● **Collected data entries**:
* * * * *
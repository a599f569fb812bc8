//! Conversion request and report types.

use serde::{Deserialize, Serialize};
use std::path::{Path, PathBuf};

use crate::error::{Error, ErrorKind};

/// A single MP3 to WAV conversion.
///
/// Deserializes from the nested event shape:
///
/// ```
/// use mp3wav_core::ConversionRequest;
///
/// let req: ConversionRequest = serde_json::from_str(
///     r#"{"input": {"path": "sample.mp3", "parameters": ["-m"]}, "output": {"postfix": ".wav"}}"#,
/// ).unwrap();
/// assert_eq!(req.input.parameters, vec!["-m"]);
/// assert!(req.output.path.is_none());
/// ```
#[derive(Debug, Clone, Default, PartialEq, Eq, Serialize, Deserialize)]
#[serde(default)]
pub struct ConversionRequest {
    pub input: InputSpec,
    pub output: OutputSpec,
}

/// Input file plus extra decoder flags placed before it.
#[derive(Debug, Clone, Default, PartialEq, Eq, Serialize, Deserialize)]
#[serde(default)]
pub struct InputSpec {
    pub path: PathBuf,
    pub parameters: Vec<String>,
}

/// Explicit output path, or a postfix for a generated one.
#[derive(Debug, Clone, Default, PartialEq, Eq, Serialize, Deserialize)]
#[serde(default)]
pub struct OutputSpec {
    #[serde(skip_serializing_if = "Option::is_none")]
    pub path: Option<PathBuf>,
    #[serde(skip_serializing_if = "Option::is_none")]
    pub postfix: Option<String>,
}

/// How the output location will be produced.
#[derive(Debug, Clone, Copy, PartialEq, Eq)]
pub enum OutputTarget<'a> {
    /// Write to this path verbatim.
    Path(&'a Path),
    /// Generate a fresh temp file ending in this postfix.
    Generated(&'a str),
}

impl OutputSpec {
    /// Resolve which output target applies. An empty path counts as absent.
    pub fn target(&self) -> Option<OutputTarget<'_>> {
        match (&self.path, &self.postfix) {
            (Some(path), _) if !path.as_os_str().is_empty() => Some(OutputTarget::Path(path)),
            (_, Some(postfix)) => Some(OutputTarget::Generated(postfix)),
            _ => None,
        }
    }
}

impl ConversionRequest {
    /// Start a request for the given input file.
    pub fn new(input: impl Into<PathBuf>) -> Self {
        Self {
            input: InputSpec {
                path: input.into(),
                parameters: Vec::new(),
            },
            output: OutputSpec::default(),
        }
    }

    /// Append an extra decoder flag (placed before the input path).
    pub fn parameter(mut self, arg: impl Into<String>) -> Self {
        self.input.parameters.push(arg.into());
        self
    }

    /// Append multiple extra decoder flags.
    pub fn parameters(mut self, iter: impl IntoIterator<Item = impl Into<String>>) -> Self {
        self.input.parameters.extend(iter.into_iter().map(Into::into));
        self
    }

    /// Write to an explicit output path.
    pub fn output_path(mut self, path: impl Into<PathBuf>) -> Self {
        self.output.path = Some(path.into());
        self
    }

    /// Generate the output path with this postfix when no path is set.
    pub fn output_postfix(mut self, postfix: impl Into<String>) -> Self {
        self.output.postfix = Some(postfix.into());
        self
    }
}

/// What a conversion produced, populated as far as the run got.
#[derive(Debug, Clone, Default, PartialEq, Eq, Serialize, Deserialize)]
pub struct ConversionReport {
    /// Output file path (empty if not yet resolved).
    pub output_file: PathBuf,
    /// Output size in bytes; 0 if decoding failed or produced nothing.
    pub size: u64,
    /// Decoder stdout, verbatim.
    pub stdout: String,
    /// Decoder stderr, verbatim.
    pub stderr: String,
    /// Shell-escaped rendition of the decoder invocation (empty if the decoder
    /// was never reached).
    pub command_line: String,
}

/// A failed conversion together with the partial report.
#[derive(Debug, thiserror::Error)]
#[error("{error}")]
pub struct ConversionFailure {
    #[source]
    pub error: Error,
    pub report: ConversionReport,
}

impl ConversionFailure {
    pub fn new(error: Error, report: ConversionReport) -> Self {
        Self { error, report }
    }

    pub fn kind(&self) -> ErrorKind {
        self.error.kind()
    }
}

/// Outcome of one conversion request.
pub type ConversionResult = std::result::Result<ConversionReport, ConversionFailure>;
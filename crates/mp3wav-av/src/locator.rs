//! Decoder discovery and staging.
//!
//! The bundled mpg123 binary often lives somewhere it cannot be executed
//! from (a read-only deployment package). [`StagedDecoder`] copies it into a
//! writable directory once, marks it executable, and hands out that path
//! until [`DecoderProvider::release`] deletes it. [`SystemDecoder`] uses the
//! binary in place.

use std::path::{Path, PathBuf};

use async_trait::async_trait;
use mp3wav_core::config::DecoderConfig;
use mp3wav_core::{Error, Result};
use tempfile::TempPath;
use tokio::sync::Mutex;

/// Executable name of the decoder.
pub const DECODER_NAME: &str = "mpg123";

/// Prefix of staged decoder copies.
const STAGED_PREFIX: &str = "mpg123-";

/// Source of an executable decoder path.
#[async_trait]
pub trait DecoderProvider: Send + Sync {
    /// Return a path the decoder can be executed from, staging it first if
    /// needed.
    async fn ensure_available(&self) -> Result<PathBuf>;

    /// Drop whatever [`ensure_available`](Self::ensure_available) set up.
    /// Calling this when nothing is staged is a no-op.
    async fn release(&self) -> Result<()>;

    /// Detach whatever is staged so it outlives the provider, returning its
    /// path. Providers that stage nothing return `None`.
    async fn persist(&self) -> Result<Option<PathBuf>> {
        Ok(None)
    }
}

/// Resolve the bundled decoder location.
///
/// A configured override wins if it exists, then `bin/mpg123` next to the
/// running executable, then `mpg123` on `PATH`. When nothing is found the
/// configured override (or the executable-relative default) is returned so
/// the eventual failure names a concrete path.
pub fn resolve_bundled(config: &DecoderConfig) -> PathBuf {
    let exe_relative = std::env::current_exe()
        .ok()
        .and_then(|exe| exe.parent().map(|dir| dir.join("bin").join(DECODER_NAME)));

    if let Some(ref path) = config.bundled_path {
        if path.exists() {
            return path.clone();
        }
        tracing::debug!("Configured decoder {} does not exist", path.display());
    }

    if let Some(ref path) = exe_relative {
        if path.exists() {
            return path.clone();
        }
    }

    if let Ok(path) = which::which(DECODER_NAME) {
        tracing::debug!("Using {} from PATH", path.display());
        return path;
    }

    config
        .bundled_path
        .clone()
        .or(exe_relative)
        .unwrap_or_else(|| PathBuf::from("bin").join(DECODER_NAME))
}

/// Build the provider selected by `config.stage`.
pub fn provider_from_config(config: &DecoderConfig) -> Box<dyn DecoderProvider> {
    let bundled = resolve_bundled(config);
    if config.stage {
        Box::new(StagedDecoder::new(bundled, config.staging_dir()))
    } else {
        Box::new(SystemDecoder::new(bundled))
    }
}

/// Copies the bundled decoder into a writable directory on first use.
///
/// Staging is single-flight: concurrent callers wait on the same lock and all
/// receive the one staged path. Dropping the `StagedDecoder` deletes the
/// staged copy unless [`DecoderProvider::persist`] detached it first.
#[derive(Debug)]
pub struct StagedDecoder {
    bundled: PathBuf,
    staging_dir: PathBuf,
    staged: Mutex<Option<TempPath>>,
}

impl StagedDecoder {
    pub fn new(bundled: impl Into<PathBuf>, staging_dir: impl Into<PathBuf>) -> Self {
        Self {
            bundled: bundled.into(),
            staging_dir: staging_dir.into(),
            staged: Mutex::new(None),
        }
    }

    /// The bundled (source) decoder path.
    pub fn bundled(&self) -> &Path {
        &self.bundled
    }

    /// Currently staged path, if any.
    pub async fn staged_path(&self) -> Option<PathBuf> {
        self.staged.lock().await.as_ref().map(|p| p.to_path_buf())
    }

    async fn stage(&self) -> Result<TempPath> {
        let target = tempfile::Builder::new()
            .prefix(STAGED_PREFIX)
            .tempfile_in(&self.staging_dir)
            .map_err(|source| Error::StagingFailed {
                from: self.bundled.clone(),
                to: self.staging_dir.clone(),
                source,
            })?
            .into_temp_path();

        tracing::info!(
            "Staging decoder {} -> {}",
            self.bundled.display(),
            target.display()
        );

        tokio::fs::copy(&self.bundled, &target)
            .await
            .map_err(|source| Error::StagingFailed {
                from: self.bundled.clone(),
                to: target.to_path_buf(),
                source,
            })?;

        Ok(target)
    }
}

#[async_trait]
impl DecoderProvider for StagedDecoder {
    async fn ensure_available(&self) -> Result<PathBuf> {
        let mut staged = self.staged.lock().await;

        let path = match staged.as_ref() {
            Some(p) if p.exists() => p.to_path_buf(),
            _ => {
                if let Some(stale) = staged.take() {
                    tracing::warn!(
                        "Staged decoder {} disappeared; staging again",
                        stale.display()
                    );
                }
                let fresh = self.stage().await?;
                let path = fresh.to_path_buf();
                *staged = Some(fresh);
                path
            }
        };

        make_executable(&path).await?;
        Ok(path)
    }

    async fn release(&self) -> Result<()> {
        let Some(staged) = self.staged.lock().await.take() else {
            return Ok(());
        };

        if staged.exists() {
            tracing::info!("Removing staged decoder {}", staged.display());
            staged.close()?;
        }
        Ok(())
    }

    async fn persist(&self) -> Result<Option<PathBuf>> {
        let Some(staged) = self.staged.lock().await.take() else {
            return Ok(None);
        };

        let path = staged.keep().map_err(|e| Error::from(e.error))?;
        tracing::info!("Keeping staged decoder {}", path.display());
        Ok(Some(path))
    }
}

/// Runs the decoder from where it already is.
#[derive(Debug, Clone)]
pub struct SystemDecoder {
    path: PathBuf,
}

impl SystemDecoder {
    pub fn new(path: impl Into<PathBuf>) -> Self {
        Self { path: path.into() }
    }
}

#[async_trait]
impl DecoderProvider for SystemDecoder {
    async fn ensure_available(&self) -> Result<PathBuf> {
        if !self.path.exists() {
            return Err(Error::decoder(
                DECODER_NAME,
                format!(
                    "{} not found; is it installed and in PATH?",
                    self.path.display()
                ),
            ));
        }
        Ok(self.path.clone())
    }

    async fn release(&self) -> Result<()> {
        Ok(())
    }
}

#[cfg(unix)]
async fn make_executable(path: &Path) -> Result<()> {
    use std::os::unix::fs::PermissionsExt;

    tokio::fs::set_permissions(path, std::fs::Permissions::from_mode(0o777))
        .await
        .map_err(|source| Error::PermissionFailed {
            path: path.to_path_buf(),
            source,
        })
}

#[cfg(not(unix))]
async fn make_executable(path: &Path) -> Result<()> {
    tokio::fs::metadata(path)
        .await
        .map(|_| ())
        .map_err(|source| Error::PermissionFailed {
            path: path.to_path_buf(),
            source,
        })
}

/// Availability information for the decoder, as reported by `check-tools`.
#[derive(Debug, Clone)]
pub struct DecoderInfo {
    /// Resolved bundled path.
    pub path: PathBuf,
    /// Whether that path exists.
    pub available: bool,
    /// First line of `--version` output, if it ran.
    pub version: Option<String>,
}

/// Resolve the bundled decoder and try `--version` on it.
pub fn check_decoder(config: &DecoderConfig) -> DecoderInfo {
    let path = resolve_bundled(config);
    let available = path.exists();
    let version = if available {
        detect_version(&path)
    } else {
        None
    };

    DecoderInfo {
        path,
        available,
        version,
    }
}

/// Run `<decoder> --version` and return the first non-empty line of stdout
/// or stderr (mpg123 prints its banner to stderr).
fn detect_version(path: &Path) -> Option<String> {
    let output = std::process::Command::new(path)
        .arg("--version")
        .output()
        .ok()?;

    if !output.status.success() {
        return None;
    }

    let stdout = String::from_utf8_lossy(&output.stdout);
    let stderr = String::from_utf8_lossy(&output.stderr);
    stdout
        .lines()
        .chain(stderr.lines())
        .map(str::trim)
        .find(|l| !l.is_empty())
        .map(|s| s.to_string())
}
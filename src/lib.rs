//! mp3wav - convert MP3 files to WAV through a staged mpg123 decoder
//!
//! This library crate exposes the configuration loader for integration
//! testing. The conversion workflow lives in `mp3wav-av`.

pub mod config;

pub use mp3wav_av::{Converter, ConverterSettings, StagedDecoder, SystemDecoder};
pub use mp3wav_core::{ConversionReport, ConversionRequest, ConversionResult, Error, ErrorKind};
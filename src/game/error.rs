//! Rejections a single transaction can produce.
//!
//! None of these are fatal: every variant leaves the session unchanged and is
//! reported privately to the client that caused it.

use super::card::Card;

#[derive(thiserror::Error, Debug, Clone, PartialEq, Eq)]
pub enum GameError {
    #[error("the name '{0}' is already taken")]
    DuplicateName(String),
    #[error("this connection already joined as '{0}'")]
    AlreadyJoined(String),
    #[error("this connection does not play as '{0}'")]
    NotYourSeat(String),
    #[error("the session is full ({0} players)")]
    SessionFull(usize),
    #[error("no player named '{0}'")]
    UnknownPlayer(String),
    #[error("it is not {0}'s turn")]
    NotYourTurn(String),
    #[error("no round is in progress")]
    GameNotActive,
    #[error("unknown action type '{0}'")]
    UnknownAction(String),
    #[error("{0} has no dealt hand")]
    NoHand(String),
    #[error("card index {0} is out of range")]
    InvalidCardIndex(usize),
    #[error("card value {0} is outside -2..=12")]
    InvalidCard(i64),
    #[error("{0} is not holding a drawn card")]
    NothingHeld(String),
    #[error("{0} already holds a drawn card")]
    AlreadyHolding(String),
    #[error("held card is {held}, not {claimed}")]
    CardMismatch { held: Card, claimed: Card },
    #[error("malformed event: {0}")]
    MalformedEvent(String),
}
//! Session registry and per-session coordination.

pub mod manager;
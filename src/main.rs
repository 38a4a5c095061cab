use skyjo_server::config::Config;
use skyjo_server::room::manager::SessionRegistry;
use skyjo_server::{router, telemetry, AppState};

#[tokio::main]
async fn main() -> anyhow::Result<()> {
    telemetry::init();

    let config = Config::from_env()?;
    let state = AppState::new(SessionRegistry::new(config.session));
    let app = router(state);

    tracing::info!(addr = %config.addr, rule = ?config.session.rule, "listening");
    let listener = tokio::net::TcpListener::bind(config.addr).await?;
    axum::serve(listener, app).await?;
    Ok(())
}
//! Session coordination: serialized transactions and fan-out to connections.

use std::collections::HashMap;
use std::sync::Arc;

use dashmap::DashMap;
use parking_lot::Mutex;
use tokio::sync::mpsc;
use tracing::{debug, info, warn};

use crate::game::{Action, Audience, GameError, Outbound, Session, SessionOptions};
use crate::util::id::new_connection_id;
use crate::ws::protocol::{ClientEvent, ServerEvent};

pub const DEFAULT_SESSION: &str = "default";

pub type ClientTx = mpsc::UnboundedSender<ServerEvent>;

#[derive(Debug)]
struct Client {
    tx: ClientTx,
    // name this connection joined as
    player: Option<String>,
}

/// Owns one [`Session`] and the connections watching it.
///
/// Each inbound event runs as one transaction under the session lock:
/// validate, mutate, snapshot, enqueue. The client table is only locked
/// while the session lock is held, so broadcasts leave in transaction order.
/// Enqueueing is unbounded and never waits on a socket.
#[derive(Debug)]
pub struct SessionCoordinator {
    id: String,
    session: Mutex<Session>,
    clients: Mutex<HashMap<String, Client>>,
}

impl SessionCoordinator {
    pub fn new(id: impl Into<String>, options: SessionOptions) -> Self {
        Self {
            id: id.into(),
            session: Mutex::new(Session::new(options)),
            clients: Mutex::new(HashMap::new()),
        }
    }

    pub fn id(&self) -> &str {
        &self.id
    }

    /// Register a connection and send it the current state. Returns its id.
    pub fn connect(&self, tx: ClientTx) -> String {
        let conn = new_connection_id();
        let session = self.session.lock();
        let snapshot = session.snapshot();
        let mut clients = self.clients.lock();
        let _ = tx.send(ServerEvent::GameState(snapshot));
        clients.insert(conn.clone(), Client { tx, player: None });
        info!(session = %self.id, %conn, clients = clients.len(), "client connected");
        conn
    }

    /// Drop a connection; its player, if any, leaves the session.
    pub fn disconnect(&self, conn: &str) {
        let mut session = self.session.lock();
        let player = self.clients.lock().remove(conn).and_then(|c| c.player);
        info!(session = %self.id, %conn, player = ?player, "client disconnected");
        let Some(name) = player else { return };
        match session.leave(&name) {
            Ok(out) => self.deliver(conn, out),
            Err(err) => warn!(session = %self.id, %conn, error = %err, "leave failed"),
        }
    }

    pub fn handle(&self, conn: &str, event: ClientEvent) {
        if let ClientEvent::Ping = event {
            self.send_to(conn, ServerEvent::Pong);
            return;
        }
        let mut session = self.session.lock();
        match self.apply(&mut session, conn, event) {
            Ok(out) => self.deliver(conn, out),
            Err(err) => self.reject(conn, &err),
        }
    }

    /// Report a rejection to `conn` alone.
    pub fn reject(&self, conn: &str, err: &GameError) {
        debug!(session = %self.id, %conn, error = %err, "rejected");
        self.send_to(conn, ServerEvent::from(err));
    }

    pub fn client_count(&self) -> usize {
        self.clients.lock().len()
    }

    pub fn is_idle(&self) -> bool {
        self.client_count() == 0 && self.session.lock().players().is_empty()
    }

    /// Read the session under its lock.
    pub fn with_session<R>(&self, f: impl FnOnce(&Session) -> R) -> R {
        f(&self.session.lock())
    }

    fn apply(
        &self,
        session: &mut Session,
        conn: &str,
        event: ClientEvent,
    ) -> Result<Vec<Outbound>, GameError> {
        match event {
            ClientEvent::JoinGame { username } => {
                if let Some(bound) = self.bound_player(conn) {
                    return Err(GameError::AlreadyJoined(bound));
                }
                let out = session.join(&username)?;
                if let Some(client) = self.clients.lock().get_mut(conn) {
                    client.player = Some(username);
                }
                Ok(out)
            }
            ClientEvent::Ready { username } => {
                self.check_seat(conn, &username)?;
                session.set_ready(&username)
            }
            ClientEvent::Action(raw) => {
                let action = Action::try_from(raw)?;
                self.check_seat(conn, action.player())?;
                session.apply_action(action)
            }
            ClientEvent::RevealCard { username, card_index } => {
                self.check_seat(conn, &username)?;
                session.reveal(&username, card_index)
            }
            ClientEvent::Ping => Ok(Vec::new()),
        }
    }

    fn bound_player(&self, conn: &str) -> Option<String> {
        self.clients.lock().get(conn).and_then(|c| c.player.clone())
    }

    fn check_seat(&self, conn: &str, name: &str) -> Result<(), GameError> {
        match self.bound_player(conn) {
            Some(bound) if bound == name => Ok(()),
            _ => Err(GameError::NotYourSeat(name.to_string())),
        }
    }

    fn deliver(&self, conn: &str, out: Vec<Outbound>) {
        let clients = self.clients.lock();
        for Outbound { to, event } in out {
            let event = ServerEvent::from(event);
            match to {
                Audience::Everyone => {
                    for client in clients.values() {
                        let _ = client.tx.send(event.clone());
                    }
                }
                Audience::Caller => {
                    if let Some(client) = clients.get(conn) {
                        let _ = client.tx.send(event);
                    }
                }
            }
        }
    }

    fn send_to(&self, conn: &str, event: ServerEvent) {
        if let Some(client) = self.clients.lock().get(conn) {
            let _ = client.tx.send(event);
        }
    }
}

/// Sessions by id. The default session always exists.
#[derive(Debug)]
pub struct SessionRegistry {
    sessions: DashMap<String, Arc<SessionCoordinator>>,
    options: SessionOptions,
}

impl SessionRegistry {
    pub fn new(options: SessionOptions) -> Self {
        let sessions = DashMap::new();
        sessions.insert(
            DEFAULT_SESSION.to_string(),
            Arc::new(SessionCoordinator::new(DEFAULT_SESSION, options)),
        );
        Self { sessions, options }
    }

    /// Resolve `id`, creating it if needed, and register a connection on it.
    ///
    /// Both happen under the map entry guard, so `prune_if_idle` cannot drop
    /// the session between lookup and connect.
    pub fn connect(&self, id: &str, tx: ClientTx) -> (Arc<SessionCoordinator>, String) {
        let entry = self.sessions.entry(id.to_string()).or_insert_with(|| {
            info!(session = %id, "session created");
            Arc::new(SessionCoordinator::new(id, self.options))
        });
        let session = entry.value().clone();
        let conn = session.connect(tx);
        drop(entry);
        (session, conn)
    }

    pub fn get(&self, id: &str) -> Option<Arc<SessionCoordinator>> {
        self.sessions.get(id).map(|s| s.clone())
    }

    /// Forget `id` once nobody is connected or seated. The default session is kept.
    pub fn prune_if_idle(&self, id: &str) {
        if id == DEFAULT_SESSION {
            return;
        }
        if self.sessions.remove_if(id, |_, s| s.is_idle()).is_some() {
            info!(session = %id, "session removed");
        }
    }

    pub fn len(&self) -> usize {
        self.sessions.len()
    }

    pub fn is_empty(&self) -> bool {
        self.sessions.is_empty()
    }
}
* * * * *
● **The task**: Beginning at the line above with "in transaction order." and finishing at the line with "let player = self.clients.lock().remove(conn).and_then(|c|", return each line exactly and return nothing else.

● **Written answer**:
/// while the session lock is held, so broadcasts leave in transaction order.
/// Enqueueing is unbounded and never waits on a socket.
#[derive(Debug)]
pub struct SessionCoordinator {
    id: String,
    session: Mutex<Session>,
    clients: Mutex<HashMap<String, Client>>,
}

impl SessionCoordinator {
    pub fn new(id: impl Into<String>, options: SessionOptions) -> Self {
        Self {
            id: id.into(),
            session: Mutex::new(Session::new(options)),
            clients: Mutex::new(HashMap::new()),
        }
    }

    pub fn id(&self) -> &str {
        &self.id
    }

    /// Register a connection and send it the current state. Returns its id.
    pub fn connect(&self, tx: ClientTx) -> String {
        let conn = new_connection_id();
        let session = self.session.lock();
        let snapshot = session.snapshot();
        let mut clients = self.clients.lock();
        let _ = tx.send(ServerEvent::GameState(snapshot));
        clients.insert(conn.clone(), Client { tx, player: None });
        info!(session = %self.id, %conn, clients = clients.len(), "client connected");
        conn
    }

    /// Drop a connection; its player, if any, leaves the session.
    pub fn disconnect(&self, conn: &str) {
        let mut session = self.session.lock();
        let player = self.clients.lock().remove(conn).and_then(|c| c.player);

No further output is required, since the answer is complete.